— Your assignment —
Copy out the listing below so that each line matches exactly.
----------
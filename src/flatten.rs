//! Flatten a field tree into its leaves.
//!
//! Leaves come out depth-first in declaration order; callers assign positional
//! meaning to that order (generated column order), so it must not change. Array
//! elements become synthetic primitives named by their index.

use crate::field::{AtomicField, Field, StructField, UdtType};
use crate::marker::{Marked, Marker};

/// Every leaf under `fields`, each tagged with `prefix` plus its path.
pub fn flatten(fields: &[Field], prefix: &Marker) -> Vec<Marked<AtomicField>> {
    let mut out = Vec::new();
    flatten_into(fields, prefix, &mut out);
    out
}

fn flatten_into(fields: &[Field], prefix: &Marker, out: &mut Vec<Marked<AtomicField>>) {
    for field in fields {
        match field {
            Field::Primitive(p) => {
                out.push(Marked::new(prefix.nest(p.name()), AtomicField::Primitive(p.clone())))
            }
            Field::String(s) => {
                out.push(Marked::new(prefix.nest(s.name()), AtomicField::String(s.clone())))
            }
            Field::Struct(s) => flatten_into(s.fields(), &prefix.nest(s.name()), out),
            Field::Array(a) => {
                let root = prefix.nest(a.name());
                out.extend(
                    a.elements()
                        .map(|e| Marked::new(root.nest(e.name()), AtomicField::Primitive(e))),
                );
            }
        }
    }
}

/// Same walk as [`flatten`] without the paths.
pub fn enumerate_flat(fields: &[Field]) -> Vec<AtomicField> {
    let mut out = Vec::new();
    enumerate_into(fields, &mut out);
    out
}

fn enumerate_into(fields: &[Field], out: &mut Vec<AtomicField>) {
    for field in fields {
        match field {
            Field::Primitive(p) => out.push(AtomicField::Primitive(p.clone())),
            Field::String(s) => out.push(AtomicField::String(s.clone())),
            Field::Array(a) => out.extend(a.elements().map(AtomicField::Primitive)),
            Field::Struct(s) => enumerate_into(s.fields(), out),
        }
    }
}

impl Field {
    /// Flatten with this field as the root segment (`prefix.Name...`).
    pub fn flatten(&self, prefix: &Marker) -> Vec<Marked<AtomicField>> {
        flatten(std::slice::from_ref(self), prefix)
    }
}

impl StructField {
    /// Leaves under this struct, paths starting with its name.
    pub fn flatten(&self) -> Vec<Marked<AtomicField>> {
        flatten(self.fields(), &Marker::single(self.name()))
    }
}

impl UdtType {
    /// Leaves under this type, paths starting with the type name.
    pub fn flatten(&self) -> Vec<Marked<AtomicField>> {
        flatten(self.fields(), &Marker::single(self.name()))
    }

    /// Leaves under this type, paths relative to the type (no type-name segment).
    pub fn flatten_relative(&self) -> Vec<Marked<AtomicField>> {
        flatten(self.fields(), &Marker::root())
    }

    pub fn enumerate_flat(&self) -> Vec<AtomicField> {
        enumerate_flat(self.fields())
    }
}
----------
— Answer section —
filename src/flatten.rs
//! Flatten a field tree into its leaves.
//!
//! Leaves come out depth-first in declaration order; callers assign positional
//! meaning to that order (generated column order), so it must not change. Array
//! elements become synthetic primitives named by their index.

use crate::field::{AtomicField, Field, StructField, UdtType};
use crate::marker::{Marked, Marker};

/// Every leaf under `fields`, each tagged with `prefix` plus its path.
pub fn flatten(fields: &[Field], prefix: &Marker) -> Vec<Marked<AtomicField>> {
    let mut out = Vec::new();
    flatten_into(fields, prefix, &mut out);
    out
}

fn flatten_into(fields: &[Field], prefix: &Marker, out: &mut Vec<Marked<AtomicField>>) {
    for field in fields {
        match field {
            Field::Primitive(p) => {
                out.push(Marked::new(prefix.nest(p.name()), AtomicField::Primitive(p.clone())))
            }
            Field::String(s) => {
                out.push(Marked::new(prefix.nest(s.name()), AtomicField::String(s.clone())))
            }
            Field::Struct(s) => flatten_into(s.fields(), &prefix.nest(s.name()), out),
            Field::Array(a) => {
                let root = prefix.nest(a.name());
                out.extend(
                    a.elements()
                        .map(|e| Marked::new(root.nest(e.name()), AtomicField::Primitive(e))),
                );
            }
        }
    }
}

/// Same walk as [`flatten`] without the paths.
pub fn enumerate_flat(fields: &[Field]) -> Vec<AtomicField> {
    let mut out = Vec::new();
    enumerate_into(fields, &mut out);
    out
}

fn enumerate_into(fields: &[Field], out: &mut Vec<AtomicField>) {
    for field in fields {
        match field {
            Field::Primitive(p) => out.push(AtomicField::Primitive(p.clone())),
            Field::String(s) => out.push(AtomicField::String(s.clone())),
            Field::Array(a) => out.extend(a.elements().map(AtomicField::Primitive)),
            Field::Struct(s) => enumerate_into(s.fields(), out),
        }
    }
}

impl Field {
    /// Flatten with this field as the root segment (`prefix.Name...`).
    pub fn flatten(&self, prefix: &Marker) -> Vec<Marked<AtomicField>> {
        flatten(std::slice::from_ref(self), prefix)
    }
}

impl StructField {
    /// Leaves under this struct, paths starting with its name.
    pub fn flatten(&self) -> Vec<Marked<AtomicField>> {
        flatten(self.fields(), &Marker::single(self.name()))
    }
}

impl UdtType {
    /// Leaves under this type, paths starting with the type name.
    pub fn flatten(&self) -> Vec<Marked<AtomicField>> {
        flatten(self.fields(), &Marker::single(self.name()))
    }

    /// Leaves under this type, paths relative to the type (no type-name segment).
    pub fn flatten_relative(&self) -> Vec<Marked<AtomicField>> {
        flatten(self.fields(), &Marker::root())
    }

    pub fn enumerate_flat(&self) -> Vec<AtomicField> {
        enumerate_flat(self.fields())
    }
}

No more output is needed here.